Bea is all too aware of the role the internet has played in granting her the success and the platform that she has, and it is a subject she approaches with a great degree of savviness. She's deeply conscious of how visible she has become – "So many eyes are watching me, but they don't really know who I am" – but also of what good can come from having the platform that she does. It's partly why she has no issue with speaking about her break-up so candidly; she can imagine the girls out there who might feel comforted knowing that she's been in their shoes and she knows how painful it feels. "A lot of things have happened to me," she explains. "I feel like I have a lot of advice or just, I know what to say sometimes. I feel like I can be that person for these young girls going into the same things."
Though the power of the internet has been instrumental in her success, Bea doesn't let that blind her to its often unpleasant realities. "Everything depends on the internet right now. I hate to say it, because the internet is a horrible place, but it can also be amazing for up-and-coming artists. I think it's a great place to find new music." She sees TikTok as a similarly double-edged sword – while it's smashed down doors for artists to have their breakout moments and the randomness of the For You page has helped to boost the inclusivity of the music world, it is hardly a utopia. "I believe that everything in excess is bad. Too much TikTok is shit because it literally melts your brain. Sometimes I feel like I'm getting dumber the more I scroll, but then there are amazing creatives on there."
She’s disconcerted by the notion that music is becoming engineered to suit TikTok, with run-times decreasing and choruses arriving earlier to improve the chances of a song going viral. "That's fucked up," Bea points out. "Yes, it's a really smart way to look at stuff, but are you really writing for yourself at that point?"
But there's a reason this trend sticks out. It's the antithesis of all the reasons Bea writes music – it is only ever something that she does for herself. She never had global success in mind, nor a scene or target market. She didn't ever imagine being on the cover of Kerrang!, or that her fusion of poppy melodies with grungy guitars and an indie-ish twang would have such a far-reaching appeal that it would leave her straddling both the mainstream and alternative worlds.

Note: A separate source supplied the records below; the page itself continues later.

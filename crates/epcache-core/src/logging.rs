//! Logging init: file under the state dir, or graceful fallback to stderr.
//!
//! Worker processes always log to stderr because their stdout carries the
//! supervisor protocol.

use anyhow::Result;
use std::fs;
use std::io;
use std::path::{Path, PathBuf};
use tracing_subscriber::fmt::writer::BoxMakeWriter;
use tracing_subscriber::fmt::MakeWriter;
use tracing_subscriber::EnvFilter;

const DEFAULT_FILTER: &str = "info,epcache=debug,epcache_core=debug";

/// Writer that is either a file or stderr (used when file clone fails).
enum FileOrStderr {
    File(std::fs::File),
    Stderr,
}

impl io::Write for FileOrStderr {
    fn write(&mut self, buf: &[u8]) -> io::Result<usize> {
        match self {
            FileOrStderr::File(f) => f.write(buf),
            FileOrStderr::Stderr => io::stderr().lock().write(buf),
        }
    }

    fn flush(&mut self) -> io::Result<()> {
        match self {
            FileOrStderr::File(f) => f.flush(),
            FileOrStderr::Stderr => io::stderr().lock().flush(),
        }
    }
}

fn env_filter() -> EnvFilter {
    EnvFilter::try_from_default_env().unwrap_or_else(|_| EnvFilter::new(DEFAULT_FILTER))
}

/// Initialize structured logging to `<state_dir>/epcache.log`.
/// On failure (e.g. log dir unwritable), returns Err so the caller can fall back to stderr.
pub fn init_logging(state_dir: &Path) -> Result<()> {
    fs::create_dir_all(state_dir)?;
    let log_file_path: PathBuf = state_dir.join("epcache.log");

    let file = fs::OpenOptions::new()
        .create(true)
        .append(true)
        .open(&log_file_path)?;

    struct FileMakeWriter(std::fs::File);

    impl<'a> MakeWriter<'a> for FileMakeWriter {
        type Writer = FileOrStderr;

        fn make_writer(&'a self) -> Self::Writer {
            self.0
                .try_clone()
                .map(FileOrStderr::File)
                .unwrap_or(FileOrStderr::Stderr)
        }
    }

    let writer: BoxMakeWriter = BoxMakeWriter::new(FileMakeWriter(file));

    tracing_subscriber::fmt()
        .with_env_filter(env_filter())
        .with_writer(writer)
        .with_ansi(false)
        .try_init()
        .map_err(|e| anyhow::anyhow!("install subscriber: {}", e))?;

    tracing::info!("epcache logging initialized at {}", log_file_path.display());

    Ok(())
}

/// Initialize logging to stderr only (no file). Used by worker processes and
/// whenever `init_logging()` fails so the CLI doesn't crash.
pub fn init_logging_stderr() {
    let _ = tracing_subscriber::fmt()
        .with_env_filter(env_filter())
        .with_writer(std::io::stderr)
        .with_ansi(false)
        .try_init();
}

"It's important not to cater to those [scenes]. It helps that I don't know what the fuck is going on [in those worlds]. I write what I want to write, and I am gonna keep doing that.”
That sentiment is the essence of Beatopia. It's a celebration of who Beatrice Laus is and always has been, and a testament to who she is capable of being.
This is Bea’s world, and now we’re all living in it.
Beatopia is out July 15 via Dirty Hit.